The claim that highly connected proteins evolve slower than others could be in large part an artifact of HTP datasets [15], as these typically report more interactions for proteins that are also highly expressed [11]; moreover, expression rate is a robust predictor of rates of evolution [17]. As highly connected proteins are more likely to be essentials and essentials may evolve slower than nonessentials, we therefore analyze the essential and nonessential genes separately so as to account for any differences between these two in mean rate of protein evolution. One reason many proteins may be nonessential is because they have a duplicate gene (or genes) present in the same genome. As duplicated genes may themselves have unusual rates of evolution [28] (possibly owing to relaxation of functional constraints or to positive selection promoting diversification), it is most valuable to ask whether any of the above results are robust to analysis of singleton genes. For analysis of both duplicates and the dataset en mass see Figures S1 and S2.

Of 3,289 proteins in the LC-PI dataset, evolutionary rate data, i.e., rate of non-synonymous substitution per site, were obtained for 306 singleton nonessentials. Spearman rank correlation, a non-parametric measure that is robust to outliers, between the connectivity and evolutionary rate for these proteins, was not significant (r = 0.03, p = 0.58) (Figure 2 and Table 2A). The HTP-PI network had 4,474 proteins; evolutionary rate data were obtained for 469 singleton nonessentials (Table 2A). As originally claimed [3,4], a significant negative correlation between the connectivity and evolutionary rate was observed even after accounting for expression level (Table 2A and Figure 2). Because large fractions of protein complexes are essential, restriction of our analysis to nonessentials weakens but does not eliminate the previous correlation between connectivity and evolutionary rate in the HTP-PI network. Similarly, the other two HTP-based networks (Table 2A), including the recent data by Gavin et al. [29] (for both full and a reduced version which controlled for false- positives due to sticky proteins by removing preys that occurred in more than 100 purifications), and another high confidence network, called filtered yeast interactome (FYI), generated by intersecting interactions from various sources [30], showed negative correlation before accounting for expression level. However, in the Gavin (2006) dataset, control for expression level, measured either as protein abundance or by the CAI, removed any significance. The same lack of significance in Gavin (2006) data, after control for abundance, and in the LC data, before and after covariate control, is also seen for singleton essential genes (Table 2B). To account for potential biases in the LC data we repeated the analysis on the LC data without ribosomal proteins and on the subset of LC data that were either two-hybrid based–interactions or affinity purification-based interactions. For all three cases, the null hypothesis of no correlation could not be rejected (Table S2). The lack of correlation is robust to use of Ka/Ks rather than just the protein evolutionary rate (Table S3).

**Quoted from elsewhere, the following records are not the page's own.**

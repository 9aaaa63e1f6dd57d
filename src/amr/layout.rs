// src/amr/layout.rs

use serde::{Deserialize, Serialize};

use crate::amr::rect::Rect2i;

/// The rectangular problem domain of one level, in that level's cell indices.
#[derive(Debug, Clone, Copy, PartialEq, Eq, Serialize, Deserialize)]
pub struct ProblemDomain {
    pub rect: Rect2i,
}

impl ProblemDomain {
    pub fn new(rect: Rect2i) -> Self {
        Self { rect }
    }

    /// Domain of `nx × ny` cells with its lower-left cell at (0,0).
    pub fn from_size(nx: usize, ny: usize) -> Self {
        Self::new(Rect2i::new(0, 0, nx, ny))
    }

    #[inline]
    pub fn contains(&self, i: i64, j: i64) -> bool {
        self.rect.contains(i, j)
    }

    pub fn refine(&self, ratio: usize) -> Self {
        Self::new(self.rect.refine(ratio))
    }

    pub fn coarsen(&self, ratio: usize) -> Self {
        Self::new(self.rect.coarsen(ratio))
    }

    /// True if every extent of the domain is `<= limit` cells.
    pub fn is_at_most(&self, limit: usize) -> bool {
        self.rect.nx <= limit && self.rect.ny <= limit
    }
}

/// A set of disjoint rectangular patches tiling (part of) one level.
///
/// Layouts are immutable once built and shared between every field defined on
/// them, so they are handed around as `Arc<PatchLayout>`. Patch order is
/// significant: coarsening preserves it, so patch `k` of a coarsened layout
/// sits underneath patch `k` of the uncoarsened layout.
#[derive(Debug, Clone, PartialEq, Eq, Serialize, Deserialize)]
pub struct PatchLayout {
    boxes: Vec<Rect2i>,
}

impl PatchLayout {
    /// Build a layout from disjoint, non-empty boxes.
    pub fn new(boxes: Vec<Rect2i>) -> Self {
        debug_assert!(boxes.iter().all(|b| !b.is_empty()), "empty patch box");
        debug_assert!(
            boxes
                .iter()
                .enumerate()
                .all(|(k, a)| boxes[k + 1..].iter().all(|b| a.intersect(*b).is_none())),
            "patch boxes must be disjoint"
        );
        Self { boxes }
    }

    /// Split `rect` into tiles of at most `max_size` cells per side.
    pub fn tiled(rect: Rect2i, max_size: usize) -> Self {
        assert!(max_size >= 1, "max_size must be >= 1");
        let mut boxes = Vec::new();
        let mut j = rect.j0;
        while j < rect.j1() {
            let ny = ((rect.j1() - j) as usize).min(max_size);
            let mut i = rect.i0;
            while i < rect.i1() {
                let nx = ((rect.i1() - i) as usize).min(max_size);
                boxes.push(Rect2i::new(i, j, nx, ny));
                i += nx as i64;
            }
            j += ny as i64;
        }
        Self::new(boxes)
    }

    #[inline]
    pub fn boxes(&self) -> &[Rect2i] {
        &self.boxes
    }

    #[inline]
    pub fn len(&self) -> usize {
        self.boxes.len()
    }

    #[inline]
    pub fn is_empty(&self) -> bool {
        self.boxes.is_empty()
    }

    #[inline]
    pub fn get(&self, k: usize) -> Rect2i {
        self.boxes[k]
    }

    pub fn coarsenable(&self, ratio: usize) -> bool {
        self.boxes.iter().all(|b| b.coarsenable(ratio))
    }

    /// Coarsen every box; patch indices are preserved.
    pub fn coarsen(&self, ratio: usize) -> Self {
        Self {
            boxes: self.boxes.iter().map(|b| b.coarsen(ratio)).collect(),
        }
    }

    pub fn refine(&self, ratio: usize) -> Self {
        Self {
            boxes: self.boxes.iter().map(|b| b.refine(ratio)).collect(),
        }
    }

    /// Index of the patch whose valid region holds cell (i,j).
    pub fn find(&self, i: i64, j: i64) -> Option<usize> {
        self.boxes.iter().position(|b| b.contains(i, j))
    }

    #[inline]
    pub fn covers(&self, i: i64, j: i64) -> bool {
        self.find(i, j).is_some()
    }

    pub fn n_cells(&self) -> usize {
        self.boxes.iter().map(|b| b.n_cells()).sum()
    }
}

Figure 2. Relationship between Connectivity and Evolutionary Rate.

Figure 2

Scatter plots of natural log of connectivity and evolutionary rate of S. cerevisiae proteins. Shown here are the plots for singleton genes. For analysis of all genes and those with duplicates see Figures S1 and S2.

Table 2.

Correlation between Connectivity and Evolutionary Rates

graphic file with name pcbi.0020088.t002.jpg

The HTP-PI network may exhibit a negative correlation between connectivity and evolutionary rate because HTP methods preferentially detect interactions of abundant proteins [15,19] that evolve slower than lowly expressed genes [17]. Network data, such as the FYI network (generated by taking intersections of various datasets), while a valid means to enrich for real interactions, further bias HTP data toward highly abundant proteins because interactions between such proteins are more likely to be replicated in HTP datasets. In contrast, interactions that are well established in the primary literature are often not re-published per se, and are therefore not validated in a formal sense, despite being highly controlled and reliable. In addition, HTP approaches tend to recover interactions among proteins that are part of multi-protein complexes, which also evolve more slowly [31]. Indeed, 74% of HTP-PI proteins, for which evolutionary rate data are available, are part of a dedicated protein complex, compared to 64% of LC-PI proteins. The observed negative correlation in HTP datasets also derives from the fact that the average connectivity of subunits of protein complexes is almost two times higher than that of other proteins, in both the LC-PI and HTP-PI networks (p < 10−100, Spearman).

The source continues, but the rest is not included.